Illusionists Barry Jones and Stuart McLeod will attempt to see if eight
New Testament miracles can be duplicated by non-miraculous means. British
television will air the Christmas special “The Magic Of
Jesus” on December 24, 2005, where the performers will attempt
to raise a headless corpse from the dead, cure a blind person, feed 5,000
soccer fans with five loaves and two fishes, and walk on water. If they
are going to do this right, they should only use the technology available
to Jesus. This will mean, for example, no SCUBA divers to hold up a water-walker
on an unseen platform.
So
then, were the miracles in the Bible tricks? Was Jesus an extraordinary
stage magician? Did He pretend to raise people from the dead, walk on
water, and feed thousands?
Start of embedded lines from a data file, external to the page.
//! Topic registry - reference-counted server subscriptions
//!
//! A topic is on the wire iff its count is above zero and the transport is
//! connected. Subscribes made while disconnected are deferred; the transport
//! calls [`TopicRegistry::resubscribe_all`] on every (re)connection.

use std::collections::HashMap;

use shared_types::OutboundFrame;

use crate::transport::FrameSink;

#[derive(Debug, thiserror::Error, Clone, PartialEq, Eq)]
pub enum RegistryError {
    #[error("Topic {0} has no active subscribers")]
    NotSubscribed(String),
}

/// Result of adding a subscriber.
#[derive(Debug, Clone, Copy, PartialEq, Eq)]
pub enum Acquired {
    /// Count went 0 → 1
    First { sent: bool },
    Additional(usize),
}

/// Result of removing a subscriber.
#[derive(Debug, Clone, Copy, PartialEq, Eq)]
pub enum Released {
    /// Count went 1 → 0
    Last { sent: bool },
    Remaining(usize),
}

#[derive(Debug, Default)]
pub struct TopicRegistry {
    counts: HashMap<String, usize>,
}

impl TopicRegistry {
    pub fn new() -> Self {
        Self::default()
    }

    pub fn subscribe(&mut self, topic: &str, sink: &dyn FrameSink) -> Acquired {
        let count = self.counts.entry(topic.to_string()).or_insert(0);
        *count += 1;
        if *count > 1 {
            return Acquired::Additional(*count);
        }

        let sent = sink.is_connected() && sink.push_frame(&OutboundFrame::subscribe(topic));
        if !sent {
            tracing::debug!(topic, "subscribe deferred until connected");
        }
        Acquired::First { sent }
    }

    pub fn unsubscribe(&mut self, topic: &str, sink: &dyn FrameSink) -> Result<Released, RegistryError> {
        let Some(count) = self.counts.get_mut(topic) else {
            tracing::warn!(topic, "unsubscribe without a matching subscribe ignored");
            return Err(RegistryError::NotSubscribed(topic.to_string()));
        };

        *count -= 1;
        if *count > 0 {
            return Ok(Released::Remaining(*count));
        }

        self.counts.remove(topic);
        let sent = sink.is_connected() && sink.push_frame(&OutboundFrame::unsubscribe(topic));
        Ok(Released::Last { sent })
    }

    /// Replay a subscribe frame for every topic with a live count. Returns how many were written.
    pub fn resubscribe_all(&self, sink: &dyn FrameSink) -> usize {
        self.active_topics()
            .into_iter()
            .filter(|topic| sink.push_frame(&OutboundFrame::subscribe(topic.as_str())))
            .count()
    }

    pub fn count(&self, topic: &str) -> usize {
        self.counts.get(topic).copied().unwrap_or(0)
    }

    pub fn is_subscribed(&self, topic: &str) -> bool {
        self.count(topic) > 0
    }

    /// Topics with at least one subscriber, sorted.
    pub fn active_topics(&self) -> Vec<String> {
        let mut topics: Vec<String> = self.counts.keys().cloned().collect();
        topics.sort();
        topics
    }

    pub fn is_empty(&self) -> bool {
        self.counts.is_empty()
    }
}

#[cfg(test)]
mod tests {
    use super::*;
    use std::cell::{Cell, RefCell};

    #[derive(Default)]
    struct RecordingSink {
        connected: Cell<bool>,
        frames: RefCell<Vec<OutboundFrame>>,
    }

    impl FrameSink for RecordingSink {
        fn is_connected(&self) -> bool {
            self.connected.get()
        }

        fn push_frame(&self, frame: &OutboundFrame) -> bool {
            self.frames.borrow_mut().push(frame.clone());
            true
        }
    }

    fn connected_sink() -> RecordingSink {
        let sink = RecordingSink::default();
        sink.connected.set(true);
        sink
    }

    #[test]
    fn test_n_subscribes_and_unsubscribes_send_one_frame_each() {
        let sink = connected_sink();
        let mut registry = TopicRegistry::new();

        for _ in 0..3 {
            registry.subscribe("srv-1", &sink);
        }
        assert_eq!(registry.count("srv-1"), 3);
        for _ in 0..3 {
            registry.unsubscribe("srv-1", &sink).unwrap();
        }

        assert_eq!(
            *sink.frames.borrow(),
            vec![
                OutboundFrame::subscribe("srv-1"),
                OutboundFrame::unsubscribe("srv-1")
            ]
        );
        assert!(registry.is_empty());
    }

    #[test]
    fn test_subscribe_outcomes() {
        let sink = connected_sink();
        let mut registry = TopicRegistry::new();
        assert_eq!(registry.subscribe("a", &sink), Acquired::First { sent: true });
        assert_eq!(registry.subscribe("a", &sink), Acquired::Additional(2));
        assert_eq!(registry.unsubscribe("a", &sink), Ok(Released::Remaining(1)));
        assert_eq!(registry.unsubscribe("a", &sink), Ok(Released::Last { sent: true }));
    }

    #[test]
    fn test_subscribe_while_disconnected_is_deferred() {
        let sink = RecordingSink::default();
        let mut registry = TopicRegistry::new();

        assert_eq!(registry.subscribe("srv-1", &sink), Acquired::First { sent: false });
        assert!(sink.frames.borrow().is_empty());
        assert!(registry.is_subscribed("srv-1"));

        sink.connected.set(true);
        assert_eq!(registry.resubscribe_all(&sink), 1);
        assert_eq!(*sink.frames.borrow(), vec![OutboundFrame::subscribe("srv-1")]);
    }

    #[test]
    fn test_unsubscribe_beyond_count_is_rejected() {
        let sink = connected_sink();
        let mut registry = TopicRegistry::new();

        assert_eq!(
            registry.unsubscribe("ghost", &sink),
            Err(RegistryError::NotSubscribed("ghost".to_string()))
        );

        registry.subscribe("srv-1", &sink);
        registry.unsubscribe("srv-1", &sink).unwrap();
        assert!(registry.unsubscribe("srv-1", &sink).is_err());
        assert_eq!(registry.count("srv-1"), 0);
        assert_eq!(sink.frames.borrow().len(), 2);
    }

    #[test]
    fn test_resubscribe_all_covers_every_live_topic_once() {
        let sink = connected_sink();
        let mut registry = TopicRegistry::new();
        registry.subscribe("b", &sink);
        registry.subscribe("a", &sink);
        registry.subscribe("a", &sink);
        registry.subscribe("c", &sink);
        registry.unsubscribe("c", &sink).unwrap();
        sink.frames.borrow_mut().clear();

        assert_eq!(registry.resubscribe_all(&sink), 2);
        assert_eq!(
            *sink.frames.borrow(),
            vec![OutboundFrame::subscribe("a"), OutboundFrame::subscribe("b")]
        );
    }
}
Was Jesus like Jim Jones, using His followers
to concoct an elaborate deception to build a following of nationalist
zealots to overthrow the Roman government? A magician needs a controlled
environment to perform his illusions. Shirt-sleeve magic is easy to perform
because the props are planted on the magician’s person. Stage magic
takes hours to set up. There were certainly magicians in Jesus’ day.
Pharaoh and Nebuchadnezzar had them, but they could not compete with
the miracles God performed.
Walking on Water
The miracles that
Jesus performed have never been duplicated using first-century technology
and equipment. Today’s magicians require numerous assistants,
tens of thousands of dollars worth of special equipment, and days of
preparation time to perform their elaborate tricks. Walking on water
would have been an elaborate piece of prestidigitation for someone in
the first century. Imagine the type of gear Jesus would have needed to
convince His disciples that He was actually walking on water during a
violent storm in the middle of a large lake where their boat was “battered
by the waves” (Matt. 14:24). Here’s how Christian illusionist
André Kole describes the near impossibility of a walk-on-water
trick in 1987:
On several occasions
I have been asked to perform before magicians’ conventions.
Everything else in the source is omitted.